While the institutional facts alone provide compelling support for our view, we also demonstrate empirically that the relationships implied by the money multiplier do not exist in the data for the most liquid and well-capitalized banks.Changes in reserves are unrelated to changes in lending, and open market operations do not have a direct impact on lending. We conclude that the textbook treatment of money in the transmission mechanism can be rejected. Specifically, our results indicate that bank loan supply does not respond to changes in monetary policy through a bank lending channel, no matter how we group the banks.
http://www.federalreserve.gov/pubs/feds ... 041pap.pdf
Blackadder wrote:Generally (and as always I am simplifying) there are two reasons why a bank may be offering a rate of interest that is significantly higher than the base rate.

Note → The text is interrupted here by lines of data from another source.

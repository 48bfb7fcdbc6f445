//! Cursor pagination over the activity feed.
//!
//! [`ActivityPager`] follows server-issued cursors one request at a time:
//!
//! ```text
//! Fetching(None) --page{next_cursor: "c1"}--> Fetching("c1")
//! Fetching("c1") --page{next_cursor: null}--> Done
//! Fetching(_)    --error------------------->  Failed
//! ```
//!
//! `Done` and `Failed` are terminal. Restarting means building a new pager,
//! which begins again from the empty cursor.
//!
//! # Example
//!
//! ```rust,ignore
//! let mut pager = client.activity_pager(range);
//! while let Some(page) = pager.next_page().await? {
//!     println!("{} activities", page.len());
//! }
//! ```

use async_trait::async_trait;
use futures::Stream;
use tracing::{debug, info, warn};

use crate::core::Result;
use crate::types::{ActivityPage, DateRange};

/// Source of activity pages.
///
/// Implemented by the HTTP client; tests substitute scripted fetchers.
#[async_trait]
pub trait ActivityFetcher: Send + Sync {
    /// Fetch the page identified by `cursor` (`None` for the first page).
    async fn fetch_activity_page(
        &self,
        range: &DateRange,
        cursor: Option<&str>,
    ) -> Result<ActivityPage>;
}

#[async_trait]
impl<T> ActivityFetcher for &T
where
    T: ActivityFetcher + ?Sized,
{
    async fn fetch_activity_page(
        &self,
        range: &DateRange,
        cursor: Option<&str>,
    ) -> Result<ActivityPage> {
        (**self).fetch_activity_page(range, cursor).await
    }
}

#[async_trait]
impl<T> ActivityFetcher for std::sync::Arc<T>
where
    T: ActivityFetcher + ?Sized,
{
    async fn fetch_activity_page(
        &self,
        range: &DateRange,
        cursor: Option<&str>,
    ) -> Result<ActivityPage> {
        (**self).fetch_activity_page(range, cursor).await
    }
}

/// Pager state.
#[derive(Debug, Clone, PartialEq, Eq)]
pub enum PagerState {
    /// Next request carries this cursor (`None` on the first request)
    Fetching(Option<String>),
    /// The last page has been returned
    Done,
    /// A request failed; no further requests are made
    Failed,
}

impl PagerState {
    #[must_use]
    pub const fn is_terminal(&self) -> bool {
        matches!(self, Self::Done | Self::Failed)
    }
}

/// Sequential cursor-following pager for one date range.
pub struct ActivityPager<F> {
    fetcher: F,
    range: DateRange,
    state: PagerState,
    pages_fetched: usize,
}

impl<F> std::fmt::Debug for ActivityPager<F> {
    fn fmt(&self, f: &mut std::fmt::Formatter<'_>) -> std::fmt::Result {
        f.debug_struct("ActivityPager")
            .field("range", &self.range)
            .field("state", &self.state)
            .field("pages_fetched", &self.pages_fetched)
            .finish_non_exhaustive()
    }
}

impl<F: ActivityFetcher> ActivityPager<F> {
    /// Create a pager positioned at the first page.
    #[must_use]
    pub fn new(fetcher: F, range: DateRange) -> Self {
        Self {
            fetcher,
            range,
            state: PagerState::Fetching(None),
            pages_fetched: 0,
        }
    }

    #[must_use]
    pub fn state(&self) -> &PagerState {
        &self.state
    }

    #[must_use]
    pub fn range(&self) -> &DateRange {
        &self.range
    }

    /// Number of pages successfully fetched so far.
    #[must_use]
    pub fn pages_fetched(&self) -> usize {
        self.pages_fetched
    }

    /// Fetch the next page.
    ///
    /// Returns `Ok(None)` once the pager is in a terminal state, without
    /// touching the network.
    ///
    /// # Errors
    ///
    /// Returns the fetch error and moves the pager to [`PagerState::Failed`].
    pub async fn next_page(&mut self) -> Result<Option<ActivityPage>> {
        let cursor = match &self.state {
            PagerState::Fetching(cursor) => cursor.clone(),
            PagerState::Done | PagerState::Failed => return Ok(None),
        };

        debug!(cursor = ?cursor, page = self.pages_fetched + 1, "Fetching activity page");

        match self
            .fetcher
            .fetch_activity_page(&self.range, cursor.as_deref())
            .await
        {
            Ok(page) => {
                self.pages_fetched += 1;
                info!(
                    page = self.pages_fetched,
                    activity_count = page.len(),
                    next_cursor = ?page.next_cursor(),
                    "Activity page received"
                );

                self.state = match page.next_cursor() {
                    Some(next) => PagerState::Fetching(Some(next.to_string())),
                    None => PagerState::Done,
                };
                Ok(Some(page))
            }
            Err(e) => {
                warn!(
                    page = self.pages_fetched + 1,
                    cursor = ?cursor,
                    category = e.category(),
                    error = %e,
                    "Activity page request failed"
                );
                self.state = PagerState::Failed;
                Err(e)
            }
        }
    }

    /// Drive the pager to completion, handing each page to `on_page`.
    ///
    /// Returns the number of pages seen.
    ///
    /// # Errors
    ///
    /// Stops at the first failed request and returns its error.
    pub async fn for_each_page<C>(&mut self, mut on_page: C) -> Result<usize>
    where
        C: FnMut(&ActivityPage),
    {
        let mut seen = 0;
        while let Some(page) = self.next_page().await? {
            seen += 1;
            on_page(&page);
        }
        Ok(seen)
    }

    /// Collect every remaining page.
    ///
    /// # Errors
    ///
    /// Stops at the first failed request; pages already fetched are dropped.
    pub async fn collect_all(mut self) -> Result<Vec<ActivityPage>> {
        let mut pages = Vec::new();
        while let Some(page) = self.next_page().await? {
            pages.push(page);
        }
        Ok(pages)
    }

    /// Turn the pager into a lazy stream of pages.
    ///
    /// The stream yields at most one error, after which it ends.
    pub fn into_stream(self) -> impl Stream<Item = Result<ActivityPage>> {
        futures::stream::unfold(self, |mut pager| async move {
            match pager.next_page().await {
                Ok(Some(page)) => Some((Ok(page), pager)),
                Ok(None) => None,
                Err(e) => Some((Err(e), pager)),
            }
        })
    }
}

#[cfg(test)]
mod tests {
    use super::*;
    use crate::core::AgyliaError;
    use futures::StreamExt;
    use serde_json::json;
    use std::collections::VecDeque;
    use std::sync::Mutex;

    /// Replays scripted responses and records the cursor of every request.
    struct ScriptedFetcher {
        responses: Mutex<VecDeque<Result<ActivityPage>>>,
        cursors: Mutex<Vec<Option<String>>>,
    }

    impl ScriptedFetcher {
        fn new(responses: Vec<Result<ActivityPage>>) -> Self {
            Self {
                responses: Mutex::new(responses.into()),
                cursors: Mutex::new(Vec::new()),
            }
        }

        fn cursors(&self) -> Vec<Option<String>> {
            self.cursors.lock().unwrap().clone()
        }
    }

    #[async_trait]
    impl ActivityFetcher for ScriptedFetcher {
        async fn fetch_activity_page(
            &self,
            _range: &DateRange,
            cursor: Option<&str>,
        ) -> Result<ActivityPage> {
            self.cursors.lock().unwrap().push(cursor.map(str::to_string));
            self.responses
                .lock()
                .unwrap()
                .pop_front()
                .unwrap_or_else(|| Err(AgyliaError::api(500, "unexpected extra request")))
        }
    }

    fn range() -> DateRange {
        DateRange::new("2017-01-01T00:00:00.000Z", "2020-01-01T00:00:00.000Z").unwrap()
    }

    fn page(activities: Vec<serde_json::Value>, next: Option<&str>) -> ActivityPage {
        ActivityPage::new(activities, next.map(str::to_string))
    }

    fn three_pages() -> Vec<Result<ActivityPage>> {
        vec![
            Ok(page(vec![json!("a"), json!("b")], Some("c1"))),
            Ok(page(vec![json!("c")], Some("c2"))),
            Ok(page(vec![], None)),
        ]
    }

    #[tokio::test]
    async fn test_follows_cursors_until_exhausted() {
        let fetcher = ScriptedFetcher::new(three_pages());
        let mut pager = ActivityPager::new(&fetcher, range());

        let mut counts = Vec::new();
        let seen = pager
            .for_each_page(|p| counts.push(p.len()))
            .await
            .unwrap();

        assert_eq!(seen, 3);
        assert_eq!(counts, vec![2, 1, 0]);
        assert_eq!(
            fetcher.cursors(),
            vec![None, Some("c1".to_string()), Some("c2".to_string())]
        );
        assert_eq!(pager.state(), &PagerState::Done);

        // Terminal: no fourth request
        assert!(pager.next_page().await.unwrap().is_none());
        assert_eq!(fetcher.cursors().len(), 3);
    }

    #[tokio::test]
    async fn test_single_page_without_cursor() {
        let fetcher = ScriptedFetcher::new(vec![Ok(page(vec![json!({"id": 1})], None))]);
        let pages = ActivityPager::new(&fetcher, range())
            .collect_all()
            .await
            .unwrap();

        assert_eq!(pages.len(), 1);
        assert_eq!(fetcher.cursors(), vec![None]);
    }

    #[tokio::test]
    async fn test_empty_string_cursor_terminates() {
        let fetcher = ScriptedFetcher::new(vec![Ok(page(vec![], Some("")))]);
        let mut pager = ActivityPager::new(&fetcher, range());

        pager.next_page().await.unwrap();
        assert_eq!(pager.state(), &PagerState::Done);
        assert_eq!(fetcher.cursors().len(), 1);
    }

    #[tokio::test]
    async fn test_error_on_second_page_stops_pager() {
        let fetcher = ScriptedFetcher::new(vec![
            Ok(page(vec![json!("a"), json!("b")], Some("c1"))),
            Err(AgyliaError::network_simple("connection reset")),
            Ok(page(vec![], None)),
        ]);
        let mut pager = ActivityPager::new(&fetcher, range());

        let mut seen = 0;
        let err = pager.for_each_page(|_| seen += 1).await.unwrap_err();

        assert_eq!(err.category(), "network");
        assert_eq!(seen, 1);
        assert_eq!(pager.state(), &PagerState::Failed);
        assert_eq!(pager.pages_fetched(), 1);
        assert_eq!(fetcher.cursors(), vec![None, Some("c1".to_string())]);

        // Failed is terminal
        assert!(pager.next_page().await.unwrap().is_none());
        assert_eq!(fetcher.cursors().len(), 2);
    }

    #[tokio::test]
    async fn test_stream_yields_pages_then_ends() {
        let fetcher = ScriptedFetcher::new(three_pages());
        let pages: Vec<_> = ActivityPager::new(&fetcher, range())
            .into_stream()
            .collect()
            .await;

        assert_eq!(pages.len(), 3);
        assert!(pages.iter().all(|p| p.is_ok()));
        assert_eq!(fetcher.cursors().len(), 3);
    }

    #[tokio::test]
    async fn test_stream_ends_after_error() {
        let fetcher = ScriptedFetcher::new(vec![
            Ok(page(vec![json!("a")], Some("c1"))),
            Err(AgyliaError::api(502, "bad gateway")),
        ]);
        let results: Vec<_> = ActivityPager::new(&fetcher, range())
            .into_stream()
            .collect()
            .await;

        assert_eq!(results.len(), 2);
        assert!(results[0].is_ok());
        assert_eq!(results[1].as_ref().unwrap_err().status(), Some(502));
        assert_eq!(fetcher.cursors().len(), 2);
    }

    #[tokio::test]
    async fn test_owned_arc_fetcher() {
        let fetcher = std::sync::Arc::new(ScriptedFetcher::new(three_pages()));
        let pages = ActivityPager::new(fetcher.clone(), range())
            .collect_all()
            .await
            .unwrap();

        let total: usize = pages.iter().map(ActivityPage::len).sum();
        assert_eq!(total, 3);
        assert_eq!(fetcher.cursors().len(), 3);
    }

    #[tokio::test]
    async fn test_collect_all_keeps_pages_in_fetch_order() {
        let fetcher = ScriptedFetcher::new(three_pages());
        let pages = ActivityPager::new(&fetcher, range())
            .collect_all()
            .await
            .unwrap();

        let cursors: Vec<_> = pages.iter().map(ActivityPage::next_cursor).collect();
        assert_eq!(cursors, vec![Some("c1"), Some("c2"), None]);
        assert_eq!(pages[0].activities, vec![json!("a"), json!("b")]);
    }
}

First, note that the BofE base rate is a rate for overnight deposits. It is therefore the rate for the shortest possible deposit. Most of the time (although there are exceptions), rates for longer term deposits are higher than for shorter terms, for numerous reasons that I will skip over for now. This is referred to as a "positive yield curve". The yield curve plots the interest rates that apply in a market at each point in the time scale from overnight out to 25 years. A bank offering a "high" interest rate will probably require you to lock up your funds for 3 to 5 years, I would expect. It can offer a higher rate since it can invest your deposit at a higher rate than the overnight headline rate.
Blackadder wrote:The second reason, (and the two reasons can sometime both apply) is that the bank is trying to build its depositor base
and is willing to offer an off-market rate just to get you in. This is no different to a supermarket loss-leader product. It is usually temporary and lasts only until the bank has achieved its target for new deposits.
Blackadder wrote:I'm not sure whose accounts you mean. I assume you mean a commercial bank's account with a central bank as opposed to a commercial bank's account with another commercial bank? They are certainly separate. They are not different, so a bank cannot simply "type a number" into its system and claim that it has created money. There clearing and settlement systems in every country that the banks use to process transfers between each other. A bank cannot simply initiate a transfer to another bank without showing which account the money is leaving. Otherwise the transfer will fail to settle and be voided.
Now, it strikes me as utterly bizarre that anyone freaks out over this. No actually currency is being produced, and lending money dramatically improves economic efficiency and growth as money is diverted from savers with no use for it at the time to borrowers who may have profitable investments or need for consumption at the time. Obviously bank runs can ensue, but our federal deposit insurance system insures deposits of up to like $250k now, and few reasonable people actually fear a run
Regular banks can't create new money.